▶ [INFORMATION SHOWN]

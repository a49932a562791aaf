//! Outreach adapter: CRM activity events → per-role outreach and response
//! counts.
//!
//! ## Responsibility
//! Walk every mapped project, its candidates, and each candidate's events
//! (one candidate at a time, through the single owned client), classify
//! in-range events with an [`ActivityKind`] rule table, and tally per role.
//!
//! ## Guarantees
//! - Every role with at least one mapped project appears in the output,
//!   zero when nothing matched.
//! - A failed candidate or event fetch loses only that entity's counts.
//! - Authentication failures are never degraded; they abort the pass.

use std::collections::HashSet;

use serde::{Deserialize, Serialize};
use tracing::{debug, info, warn};

use super::crm::{CrmApi, CrmProject};
use super::{mapped_role, mapped_roles, RoleMapping};
use crate::calendar::DateRange;
use crate::classify::{ActivityKind, RuleTable, DEFAULT_ACTIVITY_RULES};
use crate::error::{FunnelError, Result};
use crate::record::RoleCounts;

/// Adapter output; also the cached payload for the CRM provider.
#[derive(Debug, Clone, Default, PartialEq, Eq, Serialize, Deserialize)]
pub struct OutreachCounts {
    pub outreach: RoleCounts,
    pub responses: RoleCounts,
}

pub struct OutreachAdapter<A> {
    api: A,
    rules: RuleTable<ActivityKind>,
}

impl<A: CrmApi> OutreachAdapter<A> {
    pub fn new(api: A) -> Self {
        Self {
            api,
            rules: DEFAULT_ACTIVITY_RULES.clone(),
        }
    }

    /// Replace the activity vocabulary.
    pub fn with_rules(mut self, rules: RuleTable<ActivityKind>) -> Self {
        self.rules = rules;
        self
    }

    /// Projects available for mapping; empty when the listing fails.
    pub async fn projects(&mut self) -> Vec<CrmProject> {
        match self.api.list_projects().await {
            Ok(projects) => projects,
            Err(e) => {
                warn!(target: "funnel_sync::outreach", error = %e, "listing projects failed");
                Vec::new()
            }
        }
    }

    /// Count outreach and responses per role for events inside `range`.
    ///
    /// Fails with [`FunnelError::Configuration`] before any request when no
    /// project maps to a role, and with [`FunnelError::Auth`] when the
    /// provider rejects the credential.
    pub async fn count_activity(&mut self, project_roles: &RoleMapping, range: &DateRange) -> Result<OutreachCounts> {
        let mapped: Vec<(&str, &str)> = project_roles
            .keys()
            .filter_map(|project| mapped_role(project_roles, project).map(|role| (project.as_str(), role)))
            .collect();
        if mapped.is_empty() {
            return Err(FunnelError::Configuration(
                "no CRM projects are mapped to roles".to_string(),
            ));
        }

        let mut counts = OutreachCounts::default();
        for role in mapped_roles(project_roles) {
            counts.outreach.insert(role.clone(), 0);
            counts.responses.insert(role, 0);
        }

        // A candidate shared by two projects of the same role counts once.
        let mut seen: HashSet<(&str, String)> = HashSet::new();
        let mut events_seen = 0usize;

        for (project, role) in mapped {
            let candidates = match self.api.list_candidates(project).await {
                Ok(c) => c,
                Err(e) if e.is_auth() => return Err(e),
                Err(e) => {
                    warn!(target: "funnel_sync::outreach", project, error = %e, "candidate fetch failed, skipping project");
                    continue;
                }
            };

            for candidate in candidates {
                if !seen.insert((role, candidate.id.clone())) {
                    continue;
                }
                let events = match self.api.list_events(&candidate.id).await {
                    Ok(ev) => ev,
                    Err(e) if e.is_auth() => return Err(e),
                    Err(e) => {
                        warn!(
                            target: "funnel_sync::outreach",
                            candidate = %candidate.id,
                            error = %e,
                            "event fetch failed, skipping candidate"
                        );
                        continue;
                    }
                };

                for event in events {
                    let Some(at) = event.created_at else { continue };
                    if !range.contains(at) {
                        continue;
                    }
                    events_seen += 1;
                    let bucket = match self.rules.classify(&event.event_type) {
                        Some(ActivityKind::Outreach) => &mut counts.outreach,
                        Some(ActivityKind::Response) => &mut counts.responses,
                        None => {
                            debug!(target: "funnel_sync::outreach", event_type = %event.event_type, "unclassified event");
                            continue;
                        }
                    };
                    *bucket.entry(role.to_string()).or_insert(0) += 1;
                }
            }
        }

        info!(
            target: "funnel_sync::outreach",
            roles = counts.outreach.len(),
            events = events_seen,
            outreach = counts.outreach.values().sum::<u32>(),
            responses = counts.responses.values().sum::<u32>(),
            "outreach activity counted"
        );
        Ok(counts)
    }
}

▶ [WORK ORDER]
Set down every line of the listing above again, exactly as given.

▶ [REPLY TO THE EXERCISE]
repository a49932a562791aaf
//! Outreach adapter: CRM activity events → per-role outreach and response
//! counts.
//!
//! ## Responsibility
//! Walk every mapped project, its candidates, and each candidate's events
//! (one candidate at a time, through the single owned client), classify
//! in-range events with an [`ActivityKind`] rule table, and tally per role.
//!
//! ## Guarantees
//! - Every role with at least one mapped project appears in the output,
//!   zero when nothing matched.
//! - A failed candidate or event fetch loses only that entity's counts.
//! - Authentication failures are never degraded; they abort the pass.

use std::collections::HashSet;

use serde::{Deserialize, Serialize};
use tracing::{debug, info, warn};

use super::crm::{CrmApi, CrmProject};
use super::{mapped_role, mapped_roles, RoleMapping};
use crate::calendar::DateRange;
use crate::classify::{ActivityKind, RuleTable, DEFAULT_ACTIVITY_RULES};
use crate::error::{FunnelError, Result};
use crate::record::RoleCounts;

/// Adapter output; also the cached payload for the CRM provider.
#[derive(Debug, Clone, Default, PartialEq, Eq, Serialize, Deserialize)]
pub struct OutreachCounts {
    pub outreach: RoleCounts,
    pub responses: RoleCounts,
}

pub struct OutreachAdapter<A> {
    api: A,
    rules: RuleTable<ActivityKind>,
}

impl<A: CrmApi> OutreachAdapter<A> {
    pub fn new(api: A) -> Self {
        Self {
            api,
            rules: DEFAULT_ACTIVITY_RULES.clone(),
        }
    }

    /// Replace the activity vocabulary.
    pub fn with_rules(mut self, rules: RuleTable<ActivityKind>) -> Self {
        self.rules = rules;
        self
    }

    /// Projects available for mapping; empty when the listing fails.
    pub async fn projects(&mut self) -> Vec<CrmProject> {
        match self.api.list_projects().await {
            Ok(projects) => projects,
            Err(e) => {
                warn!(target: "funnel_sync::outreach", error = %e, "listing projects failed");
                Vec::new()
            }
        }
    }

    /// Count outreach and responses per role for events inside `range`.
    ///
    /// Fails with [`FunnelError::Configuration`] before any request when no
    /// project maps to a role, and with [`FunnelError::Auth`] when the
    /// provider rejects the credential.
    pub async fn count_activity(&mut self, project_roles: &RoleMapping, range: &DateRange) -> Result<OutreachCounts> {
        let mapped: Vec<(&str, &str)> = project_roles
            .keys()
            .filter_map(|project| mapped_role(project_roles, project).map(|role| (project.as_str(), role)))
            .collect();
        if mapped.is_empty() {
            return Err(FunnelError::Configuration(
                "no CRM projects are mapped to roles".to_string(),
            ));
        }

        let mut counts = OutreachCounts::default();
        for role in mapped_roles(project_roles) {
            counts.outreach.insert(role.clone(), 0);
            counts.responses.insert(role, 0);
        }

        // A candidate shared by two projects of the same role counts once.
        let mut seen: HashSet<(&str, String)> = HashSet::new();
        let mut events_seen = 0usize;

        for (project, role) in mapped {
            let candidates = match self.api.list_candidates(project).await {
                Ok(c) => c,
                Err(e) if e.is_auth() => return Err(e),
                Err(e) => {
                    warn!(target: "funnel_sync::outreach", project, error = %e, "candidate fetch failed, skipping project");
                    continue;
                }
            };

            for candidate in candidates {
                if !seen.insert((role, candidate.id.clone())) {
                    continue;
                }
                let events = match self.api.list_events(&candidate.id).await {
                    Ok(ev) => ev,
                    Err(e) if e.is_auth() => return Err(e),
                    Err(e) => {
                        warn!(
                            target: "funnel_sync::outreach",
                            candidate = %candidate.id,
                            error = %e,
                            "event fetch failed, skipping candidate"
                        );
                        continue;
                    }
                };

                for event in events {
                    let Some(at) = event.created_at else { continue };
                    if !range.contains(at) {
                        continue;
                    }
                    events_seen += 1;
                    let bucket = match self.rules.classify(&event.event_type) {
                        Some(ActivityKind::Outreach) => &mut counts.outreach,
                        Some(ActivityKind::Response) => &mut counts.responses,
                        None => {
                            debug!(target: "funnel_sync::outreach", event_type = %event.event_type, "unclassified event");
                            continue;
                        }
                    };
                    *bucket.entry(role.to_string()).or_insert(0) += 1;
                }
            }
        }

        info!(
            target: "funnel_sync::outreach",
            roles = counts.outreach.len(),
            events = events_seen,
            outreach = counts.outreach.values().sum::<u32>(),
            responses = counts.responses.values().sum::<u32>(),
            "outreach activity counted"
        );
        Ok(counts)
    }
}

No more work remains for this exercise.